**INSTRUCTIONS FOR THE TASK**
Filter the listing below down to the lines with the word "HealthResponse" and copy those.

- - - - - - -

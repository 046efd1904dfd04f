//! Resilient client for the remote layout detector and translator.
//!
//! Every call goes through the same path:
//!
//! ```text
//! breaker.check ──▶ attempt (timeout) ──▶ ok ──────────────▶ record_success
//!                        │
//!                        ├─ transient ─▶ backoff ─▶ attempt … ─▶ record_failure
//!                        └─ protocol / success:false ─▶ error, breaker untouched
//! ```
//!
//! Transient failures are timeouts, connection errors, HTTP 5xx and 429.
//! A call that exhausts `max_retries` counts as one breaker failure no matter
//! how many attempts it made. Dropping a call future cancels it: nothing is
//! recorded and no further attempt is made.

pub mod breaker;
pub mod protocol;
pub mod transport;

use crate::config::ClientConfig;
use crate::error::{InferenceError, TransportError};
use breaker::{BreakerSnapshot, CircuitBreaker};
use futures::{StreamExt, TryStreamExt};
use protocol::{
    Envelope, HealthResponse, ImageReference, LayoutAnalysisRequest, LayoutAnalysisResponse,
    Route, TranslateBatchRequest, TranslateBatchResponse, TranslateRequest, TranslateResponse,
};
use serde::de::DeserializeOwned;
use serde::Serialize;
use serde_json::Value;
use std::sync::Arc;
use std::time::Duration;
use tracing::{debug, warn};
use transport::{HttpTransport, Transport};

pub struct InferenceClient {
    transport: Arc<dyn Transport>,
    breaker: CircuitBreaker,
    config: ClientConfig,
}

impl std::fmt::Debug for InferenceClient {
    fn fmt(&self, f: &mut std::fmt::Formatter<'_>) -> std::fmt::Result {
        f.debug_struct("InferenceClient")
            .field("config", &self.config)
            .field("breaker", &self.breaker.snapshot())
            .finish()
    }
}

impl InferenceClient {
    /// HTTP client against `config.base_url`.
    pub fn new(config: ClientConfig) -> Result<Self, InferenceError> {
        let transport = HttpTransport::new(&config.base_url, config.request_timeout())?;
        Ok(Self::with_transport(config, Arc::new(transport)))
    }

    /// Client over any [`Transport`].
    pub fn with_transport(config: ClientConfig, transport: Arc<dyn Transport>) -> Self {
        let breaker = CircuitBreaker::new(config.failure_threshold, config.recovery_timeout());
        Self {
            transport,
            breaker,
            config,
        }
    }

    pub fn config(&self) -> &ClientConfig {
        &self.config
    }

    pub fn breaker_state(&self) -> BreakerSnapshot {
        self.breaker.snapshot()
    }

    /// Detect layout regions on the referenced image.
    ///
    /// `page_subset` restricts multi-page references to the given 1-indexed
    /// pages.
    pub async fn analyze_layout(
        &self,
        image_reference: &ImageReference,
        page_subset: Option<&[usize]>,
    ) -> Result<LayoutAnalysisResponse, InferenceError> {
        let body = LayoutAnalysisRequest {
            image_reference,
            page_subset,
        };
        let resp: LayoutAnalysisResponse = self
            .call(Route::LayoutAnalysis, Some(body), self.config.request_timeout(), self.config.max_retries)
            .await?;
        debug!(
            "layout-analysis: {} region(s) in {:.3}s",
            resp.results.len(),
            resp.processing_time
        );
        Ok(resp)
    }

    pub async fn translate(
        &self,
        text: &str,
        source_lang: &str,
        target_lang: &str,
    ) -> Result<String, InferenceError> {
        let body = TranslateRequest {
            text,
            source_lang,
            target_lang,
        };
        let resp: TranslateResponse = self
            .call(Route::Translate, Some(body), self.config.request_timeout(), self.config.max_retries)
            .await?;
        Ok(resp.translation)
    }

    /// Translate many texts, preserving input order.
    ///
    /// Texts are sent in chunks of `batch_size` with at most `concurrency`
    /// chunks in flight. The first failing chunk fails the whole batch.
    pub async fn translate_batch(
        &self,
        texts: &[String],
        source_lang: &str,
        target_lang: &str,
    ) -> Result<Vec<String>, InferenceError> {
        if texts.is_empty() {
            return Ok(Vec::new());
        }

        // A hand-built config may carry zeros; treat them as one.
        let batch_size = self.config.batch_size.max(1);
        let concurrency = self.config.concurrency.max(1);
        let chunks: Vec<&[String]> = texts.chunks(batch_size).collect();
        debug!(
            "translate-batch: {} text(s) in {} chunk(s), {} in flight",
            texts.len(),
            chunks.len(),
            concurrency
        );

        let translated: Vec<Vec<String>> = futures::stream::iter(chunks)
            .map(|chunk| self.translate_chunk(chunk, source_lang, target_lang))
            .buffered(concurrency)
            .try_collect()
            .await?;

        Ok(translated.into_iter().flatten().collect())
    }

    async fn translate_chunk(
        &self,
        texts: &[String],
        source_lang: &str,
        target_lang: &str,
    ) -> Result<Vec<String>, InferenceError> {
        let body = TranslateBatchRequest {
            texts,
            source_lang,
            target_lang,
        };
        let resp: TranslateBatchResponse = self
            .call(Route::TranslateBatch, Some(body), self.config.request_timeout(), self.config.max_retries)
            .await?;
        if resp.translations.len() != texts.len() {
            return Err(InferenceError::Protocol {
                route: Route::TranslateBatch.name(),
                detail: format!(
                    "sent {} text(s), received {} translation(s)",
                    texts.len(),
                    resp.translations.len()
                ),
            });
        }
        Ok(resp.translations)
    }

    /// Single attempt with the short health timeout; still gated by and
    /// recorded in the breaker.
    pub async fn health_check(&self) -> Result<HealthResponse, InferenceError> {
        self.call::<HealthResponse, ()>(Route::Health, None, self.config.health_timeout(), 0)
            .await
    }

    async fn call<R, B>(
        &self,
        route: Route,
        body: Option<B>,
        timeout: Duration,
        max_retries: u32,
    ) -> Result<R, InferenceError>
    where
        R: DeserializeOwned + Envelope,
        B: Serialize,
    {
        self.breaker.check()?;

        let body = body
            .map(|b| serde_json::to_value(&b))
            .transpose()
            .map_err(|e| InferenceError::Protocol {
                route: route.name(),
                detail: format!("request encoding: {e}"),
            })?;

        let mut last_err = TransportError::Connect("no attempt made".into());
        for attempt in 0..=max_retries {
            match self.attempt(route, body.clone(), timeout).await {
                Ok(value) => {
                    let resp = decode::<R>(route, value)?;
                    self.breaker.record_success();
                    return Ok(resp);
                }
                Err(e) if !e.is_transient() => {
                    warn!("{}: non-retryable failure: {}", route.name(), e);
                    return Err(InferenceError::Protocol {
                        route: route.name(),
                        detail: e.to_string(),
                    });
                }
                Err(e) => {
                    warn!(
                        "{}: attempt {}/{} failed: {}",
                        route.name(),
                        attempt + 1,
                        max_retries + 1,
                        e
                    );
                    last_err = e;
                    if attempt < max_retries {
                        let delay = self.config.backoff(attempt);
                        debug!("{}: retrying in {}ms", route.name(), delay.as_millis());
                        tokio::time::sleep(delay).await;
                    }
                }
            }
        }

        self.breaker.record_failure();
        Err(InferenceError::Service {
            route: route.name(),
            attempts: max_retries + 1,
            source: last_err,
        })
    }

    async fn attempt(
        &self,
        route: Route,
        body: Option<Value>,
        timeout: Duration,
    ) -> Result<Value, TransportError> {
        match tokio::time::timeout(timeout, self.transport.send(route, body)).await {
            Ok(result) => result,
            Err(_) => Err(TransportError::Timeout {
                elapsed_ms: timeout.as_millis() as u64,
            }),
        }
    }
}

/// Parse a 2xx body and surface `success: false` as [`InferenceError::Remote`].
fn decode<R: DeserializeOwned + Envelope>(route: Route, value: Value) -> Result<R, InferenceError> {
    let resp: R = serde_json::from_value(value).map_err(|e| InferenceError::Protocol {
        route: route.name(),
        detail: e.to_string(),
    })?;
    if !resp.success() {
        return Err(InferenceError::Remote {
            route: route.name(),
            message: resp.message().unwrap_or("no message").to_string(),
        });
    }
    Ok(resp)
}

- - - - - - -

**OUTPUT OF THE TASK**
    Envelope, HealthResponse, ImageReference, LayoutAnalysisRequest, LayoutAnalysisResponse,
    pub async fn health_check(&self) -> Result<HealthResponse, InferenceError> {
        self.call::<HealthResponse, ()>(Route::Health, None, self.config.health_timeout(), 0)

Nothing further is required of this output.